Where is the white list from?

Ultimately this is where your security comes from, although I would tend to think that even a basic, incomplete white list would act as a strong deterrent.

Version 0.1 of the white list is from Pandoc which is generally stricter than it needs to be but possibly allows unsafe protocols in links.

Version >= 0.2 uses (the source code of html5lib)[http://code.google.com/p/html5lib/source/browse/python/html5lib/sanitizer.py]. as the source of the white list and my implementation reference. They reference (a wiki page containing a white list)[http://wiki.whatwg.org/wiki/Sanitization_rules], and hopefully they are careful of when they import into their code. Working with the maintainers of html5lib may make sense, but it doesn't make sense to merge the projects because sanitization is just one aspect of html5lib (They have a parser also).

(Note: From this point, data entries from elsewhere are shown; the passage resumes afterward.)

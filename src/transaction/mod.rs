// ============================================================================
// Transaction Module
// ============================================================================
//
// Caller-managed transactions over the store connection. Individual writes
// open their own transaction unless one of these scopes is already active.
//
// ============================================================================

pub mod scope;
pub mod state;

pub use scope::TransactionScope;
pub use state::TransactionState;
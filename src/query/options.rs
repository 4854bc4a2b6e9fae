use crate::core::{DbError, Result};
use crate::persist::Object;
use crate::query::pattern::RegexFilter;

/// Direction of one sort term.
#[derive(Debug, Clone, Copy, PartialEq, Eq)]
pub enum SortOrder {
    Ascending,
    Descending,
}

impl SortOrder {
    pub fn as_sql(&self) -> &'static str {
        match self {
            SortOrder::Ascending => "ASC",
            SortOrder::Descending => "DESC",
        }
    }
}

/// Result shaping shared by [`Query`](super::Query) and
/// [`OrQuery`](super::OrQuery): sort terms, limit, skip and regex post-filters.
#[derive(Debug, Clone, Default)]
pub struct QueryOptions {
    pub sort: Vec<(String, SortOrder)>,
    pub limit: Option<i64>,
    pub skip: Option<i64>,
    pub regexes: Vec<RegexFilter>,
}

impl QueryOptions {
    pub(crate) fn push_sort(&mut self, key_path: &str, order: SortOrder) {
        self.sort.push((key_path.to_string(), order));
    }

    pub(crate) fn set_limit(&mut self, n: i64) -> Result<()> {
        self.limit = Some(positive("limit", n)?);
        Ok(())
    }

    pub(crate) fn set_skip(&mut self, n: i64) -> Result<()> {
        self.skip = Some(positive("skip", n)?);
        Ok(())
    }

    pub(crate) fn push_regex(&mut self, key_path: &str, pattern: &str, case_insensitive: bool) -> Result<()> {
        self.regexes
            .push(RegexFilter::new(key_path, pattern, case_insensitive)?);
        Ok(())
    }

    /// Keeps the objects that pass every regex post-filter.
    pub(crate) fn filter(&self, objects: Vec<Object>) -> Vec<Object> {
        if self.regexes.is_empty() {
            return objects;
        }
        objects
            .into_iter()
            .filter(|object| self.regexes.iter().all(|filter| filter.is_match(object)))
            .collect()
    }
}

fn positive(name: &str, n: i64) -> Result<i64> {
    if n <= 0 {
        return Err(DbError::InvalidArgument(format!(
            "{} must be a positive integer, got {}",
            name, n
        )));
    }
    Ok(n)
}
//! Schema DDL for the object table and its expression indexes.

pub const OBJECTS_TABLE: &str = "objects";
pub const JSON_COLUMN: &str = "json";
pub const ID_PATH: &str = "id";

/// Document field carrying the concrete type tag. Kept in the established
/// on-disk layout so existing object tables stay readable.
pub const TYPE_TAG_PATH: &str = "py/object";

pub const ID_INDEX: &str = "id_index";
pub const TYPE_INDEX: &str = "type_index";

/// Connection-level settings plus the table and built-in indexes.
pub fn bootstrap_sql() -> String {
    format!(
        "PRAGMA case_sensitive_like = ON;\n\
         CREATE TABLE IF NOT EXISTS {table} ({column} JSON NOT NULL);\n\
         CREATE UNIQUE INDEX IF NOT EXISTS {id_index} ON {table} ({id});\n\
         CREATE INDEX IF NOT EXISTS {type_index} ON {table} ({type_tag});",
        table = OBJECTS_TABLE,
        column = JSON_COLUMN,
        id_index = ID_INDEX,
        id = extract(ID_PATH),
        type_index = TYPE_INDEX,
        type_tag = extract(TYPE_TAG_PATH),
    )
}

/// `json_extract` expression for a key path inside the document column.
pub fn extract(key_path: &str) -> String {
    format!(
        "json_extract({}, '$.{}')",
        JSON_COLUMN,
        sql_escape_string(key_path)
    )
}

/// Replaces single quotes with doubled quotes for use inside a SQL literal.
pub fn sql_escape_string(value: &str) -> String {
    value.replace('\'', "''")
}

/// Deterministic index name for a set of key paths.
///
/// Paths are joined with `__`, path separators become `_`, and the result is
/// suffixed with `__idx`: `["a", "b.c"]` → `a__b_c__idx`.
pub fn index_name<S: AsRef<str>>(key_paths: &[S]) -> String {
    let joined = key_paths
        .iter()
        .map(|path| path.as_ref())
        .collect::<Vec<_>>()
        .join("__");
    format!("{}__idx", joined.replace(['.', '/'], "_"))
}

/// Builder for `CREATE INDEX` statements over document key paths
pub struct CreateIndexBuilder {
    key_paths: Vec<String>,
    unique: bool,
    global_scope: bool,
}

impl CreateIndexBuilder {
    pub fn new<S: AsRef<str>>(key_paths: &[S]) -> Self {
        Self {
            key_paths: key_paths.iter().map(|p| p.as_ref().to_string()).collect(),
            unique: false,
            global_scope: false,
        }
    }

    pub fn unique(mut self, unique: bool) -> Self {
        self.unique = unique;
        self
    }

    /// Global scope drops the leading type-tag column, so the index (and any
    /// uniqueness constraint) spans every stored type.
    pub fn global_scope(mut self, global_scope: bool) -> Self {
        self.global_scope = global_scope;
        self
    }

    pub fn name(&self) -> String {
        index_name(&self.key_paths)
    }

    pub fn build(&self) -> String {
        let mut parts = Vec::with_capacity(self.key_paths.len() + 1);
        if !self.global_scope {
            parts.push(extract(TYPE_TAG_PATH));
        }
        parts.extend(self.key_paths.iter().map(|path| extract(path)));

        format!(
            "CREATE {}INDEX IF NOT EXISTS '{}' ON {} ({})",
            if self.unique { "UNIQUE " } else { "" },
            sql_escape_string(&self.name()),
            OBJECTS_TABLE,
            parts.join(", ")
        )
    }
}
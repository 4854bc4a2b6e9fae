//! Declarative macro for persisted type markers.

/// Declares zero-sized marker types implementing
/// [`PersistentType`](crate::persist::PersistentType).
///
/// ```
/// jsonpersist::persistent_type! {
///     pub struct Customer = "billing.Customer";
///     pub struct Invoice = "billing.Invoice", references = ["customer"];
/// }
///
/// use jsonpersist::PersistentType;
/// assert_eq!(Invoice::REFERENCES, &["customer"]);
/// ```
#[macro_export]
macro_rules! persistent_type {
    () => {};
    (
        $(#[$meta:meta])*
        $vis:vis struct $name:ident = $tag:literal, references = [$($reference:literal),* $(,)?];
        $($rest:tt)*
    ) => {
        $crate::persistent_type!(@impl $(#[$meta])* $vis $name $tag; [$($reference),*]);
        $crate::persistent_type!($($rest)*);
    };
    (
        $(#[$meta:meta])*
        $vis:vis struct $name:ident = $tag:literal;
        $($rest:tt)*
    ) => {
        $crate::persistent_type!(@impl $(#[$meta])* $vis $name $tag; []);
        $crate::persistent_type!($($rest)*);
    };
    (@impl $(#[$meta:meta])* $vis:vis $name:ident $tag:literal; [$($reference:literal),*]) => {
        $(#[$meta])*
        #[derive(Debug, Clone, Copy, Default, PartialEq, Eq)]
        $vis struct $name;

        impl $crate::persist::PersistentType for $name {
            const TYPE_TAG: &'static str = $tag;
            const REFERENCES: &'static [&'static str] = &[$($reference),*];
        }
    };
}
use crate::core::Result;
use crate::persist::Object;
use crate::query::builder::Query;
use crate::query::compile::{self, CompiledQuery};
use crate::query::options::{QueryOptions, SortOrder};
use crate::storage::Store;

/// Union of several queries: each child's predicates form one `AND` group,
/// and the groups are joined with `OR`.
///
/// Only the children's predicates are used; sort, limit, skip and regex
/// filters come from the `OrQuery` itself.
#[derive(Debug, Clone, Default)]
pub struct OrQuery {
    queries: Vec<Query>,
    options: QueryOptions,
}

impl OrQuery {
    pub fn new<I>(queries: I) -> Self
    where
        I: IntoIterator<Item = Query>,
    {
        Self {
            queries: queries.into_iter().collect(),
            options: QueryOptions::default(),
        }
    }

    pub fn or(mut self, query: Query) -> Self {
        self.queries.push(query);
        self
    }

    pub fn queries(&self) -> &[Query] {
        &self.queries
    }

    pub fn options(&self) -> &QueryOptions {
        &self.options
    }

    pub fn matches(mut self, key_path: &str, pattern: &str, case_insensitive: bool) -> Result<Self> {
        self.options.push_regex(key_path, pattern, case_insensitive)?;
        Ok(self)
    }

    pub fn ascending(mut self, key_path: &str) -> Self {
        self.options.push_sort(key_path, SortOrder::Ascending);
        self
    }

    pub fn descending(mut self, key_path: &str) -> Self {
        self.options.push_sort(key_path, SortOrder::Descending);
        self
    }

    pub fn limit(mut self, n: i64) -> Result<Self> {
        self.options.set_limit(n)?;
        Ok(self)
    }

    pub fn skip(mut self, n: i64) -> Result<Self> {
        self.options.set_skip(n)?;
        Ok(self)
    }

    fn filter(&self) -> Option<CompiledQuery> {
        compile::or_groups(self.queries.iter().map(Query::filter).collect())
    }

    pub fn to_sql(&self) -> CompiledQuery {
        compile::select(self.filter(), &self.options)
    }

    /// Same contract as [`Query::find`].
    pub fn find(&self, store: &Store) -> Result<Option<Vec<Object>>> {
        compile::run_find(store, &self.to_sql(), &self.options)
    }

    pub fn first(&self, store: &Store) -> Result<Option<Object>> {
        let mut single = self.clone();
        single.options.limit = Some(1);
        Ok(single.find(store)?.and_then(|objects| objects.into_iter().next()))
    }

    pub fn count(&self, store: &Store) -> Result<u64> {
        compile::run_count(store, &compile::count(self.filter()))
    }
}
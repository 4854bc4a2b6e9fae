//! Query builder: predicate clauses compiled to SQL over `json_extract`,
//! with in-process regex post-filters.

pub mod builder;
pub mod clause;
pub mod compile;
pub mod options;
pub mod or_query;
pub mod pattern;

pub use builder::Query;
pub use clause::{Clause, Operand, Operator, Transform};
pub use compile::{CompiledQuery, UNBOUNDED_LIMIT};
pub use options::{QueryOptions, SortOrder};
pub use or_query::OrQuery;
pub use pattern::RegexFilter;
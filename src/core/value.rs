//! Conversions between JSON document values and engine bind values.

use chrono::{DateTime, NaiveDateTime, SubsecRound, Utc};
use rusqlite::types::Value as SqlValue;
use serde_json::Value as JsonValue;

/// Fixed-width ISO-8601 layout. Every timestamp written by this crate uses it,
/// so stored dates compare correctly as text.
pub const TIMESTAMP_FORMAT: &str = "%Y-%m-%dT%H:%M:%S%.6f";

/// Renders a timestamp as fixed-width ISO-8601 text.
pub fn format_timestamp(at: &DateTime<Utc>) -> String {
    at.format(TIMESTAMP_FORMAT).to_string()
}

/// Current time, truncated to the precision timestamps are stored with, so an
/// in-memory stamp equals the one read back.
pub fn now() -> DateTime<Utc> {
    Utc::now().trunc_subsecs(6)
}

/// Parses text written by [`format_timestamp`]. RFC 3339 input is accepted too.
pub fn parse_timestamp(text: &str) -> Option<DateTime<Utc>> {
    if let Ok(naive) = NaiveDateTime::parse_from_str(text, TIMESTAMP_FORMAT) {
        return Some(naive.and_utc());
    }
    DateTime::parse_from_rfc3339(text)
        .ok()
        .map(|dt| dt.with_timezone(&Utc))
}

/// JSON operand for date predicates, e.g. `less_than("due", timestamp_value(now), false)`.
pub fn timestamp_value(at: DateTime<Utc>) -> JsonValue {
    JsonValue::String(format_timestamp(&at))
}

/// Converts a JSON operand into the value bound to a statement parameter.
///
/// Scalars map onto the engine's native types, matching what `json_extract`
/// yields for the same stored value. Arrays and objects bind as their compact
/// JSON text.
pub fn json_to_sql(value: &JsonValue) -> SqlValue {
    match value {
        JsonValue::Null => SqlValue::Null,
        JsonValue::Bool(b) => SqlValue::Integer(i64::from(*b)),
        JsonValue::Number(n) => {
            if let Some(i) = n.as_i64() {
                SqlValue::Integer(i)
            } else if let Some(f) = n.as_f64() {
                SqlValue::Real(f)
            } else {
                SqlValue::Text(n.to_string())
            }
        }
        JsonValue::String(s) => SqlValue::Text(s.clone()),
        JsonValue::Array(_) | JsonValue::Object(_) => SqlValue::Text(value.to_string()),
    }
}

/// Canonical text form used for structural equality of lists and maps.
pub fn canonical_json(value: &JsonValue) -> String {
    value.to_string()
}
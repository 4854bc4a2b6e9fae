//! Save, delete and load for persistent objects.
//!
//! Saving flattens reference attributes to ids (cascading into referenced
//! objects that were never saved), then inserts or updates the document.
//! Loading decodes the document and resolves reference ids back into live
//! objects through the object cache.

use crate::core::value::now;
use crate::core::{DbError, Result};
use crate::persist::codec;
use crate::persist::object::Object;
use crate::storage::Store;
use std::collections::HashMap;
use tracing::debug;

/// Objects decoded during one load, by id, so cyclic references resolve to
/// the instance already being built.
pub(crate) type Pending = HashMap<String, Object>;

impl Store {
    /// Writes a dirty object; a clean one is left untouched.
    ///
    /// Referenced objects that were never saved are saved first, inside the
    /// same transaction. On failure the object stays dirty so the save can be
    /// retried; when the transaction was opened here, every object inserted
    /// by the cascade is returned to new and dirty as well.
    pub fn save(&self, object: &Object, use_transaction: bool) -> Result<()> {
        if !object.is_dirty() {
            return Ok(());
        }

        let owns_transaction = use_transaction && !self.in_transaction();
        let mut inserted = Vec::new();
        let result = self.run_write(use_transaction, || self.save_graph(object, &mut inserted));
        if result.is_err() {
            object.mark_dirty();
            if owns_transaction {
                for saved in &inserted {
                    saved.mark_unsaved();
                }
            }
        }
        result
    }

    fn save_graph(&self, object: &Object, inserted: &mut Vec<Object>) -> Result<()> {
        if !object.is_dirty() {
            return Ok(());
        }
        if !object.begin_save() {
            // Saved further up a reference cycle; that save writes it.
            return Ok(());
        }

        let result = self.write_object(object, inserted);
        object.end_save();
        if result.is_err() {
            object.mark_dirty();
        }
        result
    }

    fn write_object(&self, object: &Object, inserted: &mut Vec<Object>) -> Result<()> {
        self.register_type(object.object_type());

        for target in object.referenced_objects() {
            if target.ptr_eq(object) || target.is_saving() {
                continue;
            }
            if target.is_new() {
                self.save_graph(&target, inserted)?;
            }
        }

        let snapshot = object.snapshot();
        let stamped_at = now();
        let is_insert = snapshot.created_at.is_none();
        let document = if is_insert {
            codec::encode(&snapshot, Some(stamped_at), snapshot.updated_at)
        } else {
            codec::encode(&snapshot, snapshot.created_at, Some(stamped_at))
        }
        .to_string();

        if is_insert {
            self.insert_document(&document)?;
        } else {
            self.update_document(&snapshot.id, &document)?;
        }

        object.stamp_saved(is_insert, stamped_at);
        if is_insert {
            inserted.push(object.clone());
        }
        debug!(
            "Saved object: id='{}' type='{}' {}",
            snapshot.id,
            snapshot.object_type.tag(),
            if is_insert { "inserted" } else { "updated" }
        );
        Ok(())
    }

    /// Removes the object's document and evicts it from the cache. Deleting
    /// an object that is not stored is not an error. The in-memory object
    /// keeps its attributes.
    pub fn delete(&self, object: &Object, use_transaction: bool) -> Result<()> {
        let id = object.id();
        let removed = self.run_write(use_transaction, || self.delete_document(&id))?;
        self.cache().evict(&id);
        debug!("Deleted object: id='{}' rows={}", id, removed);
        Ok(())
    }

    /// Loads an object by id, bypassing the cache for the object itself.
    /// References are resolved through the cache.
    pub fn get(&self, id: &str) -> Result<Object> {
        let mut pending = Pending::new();
        self.load(id, &mut pending)
    }

    fn load(&self, id: &str, pending: &mut Pending) -> Result<Object> {
        let document = self
            .fetch_document(id)?
            .ok_or_else(|| DbError::NotFound(id.to_string()))?;
        self.hydrate(&document, pending)
    }

    /// Decodes a stored document into a clean, fully resolved object.
    pub(crate) fn hydrate(&self, document: &str, pending: &mut Pending) -> Result<Object> {
        let object = codec::decode(document, &self.registry())?;
        pending.insert(object.id(), object.clone());

        for (name, target_id) in object.unresolved_references() {
            let known = pending.get(&target_id).cloned();
            let target = match known {
                Some(target) => target,
                None => self
                    .cache()
                    .get_or_load(&target_id, || self.load(&target_id, pending))?,
            };
            object.resolve_reference(name, target);
        }

        object.mark_clean();
        debug!("Loaded object: id='{}' type='{}'", object.id(), object.type_tag());
        Ok(object)
    }
}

If anyone knows of better sources or thinks a particular tag/attribute/value may be vulnerable, please let me know.

attributes data and style

The href attribute is white listed, but its value must pass through a white list also. This is how the data and style attributes should work also. However, this was never implemented in Pandoc, and the html5lib code is a little complicated and relies on regular expressions that I don't understand. So for now these attributes are not on the white list.

svg and mathml

A mathml white list is fully implemented. There is a white list for svg elements and attributes. However, some elements are not included because they need further filtering (just like the data and style html attributes)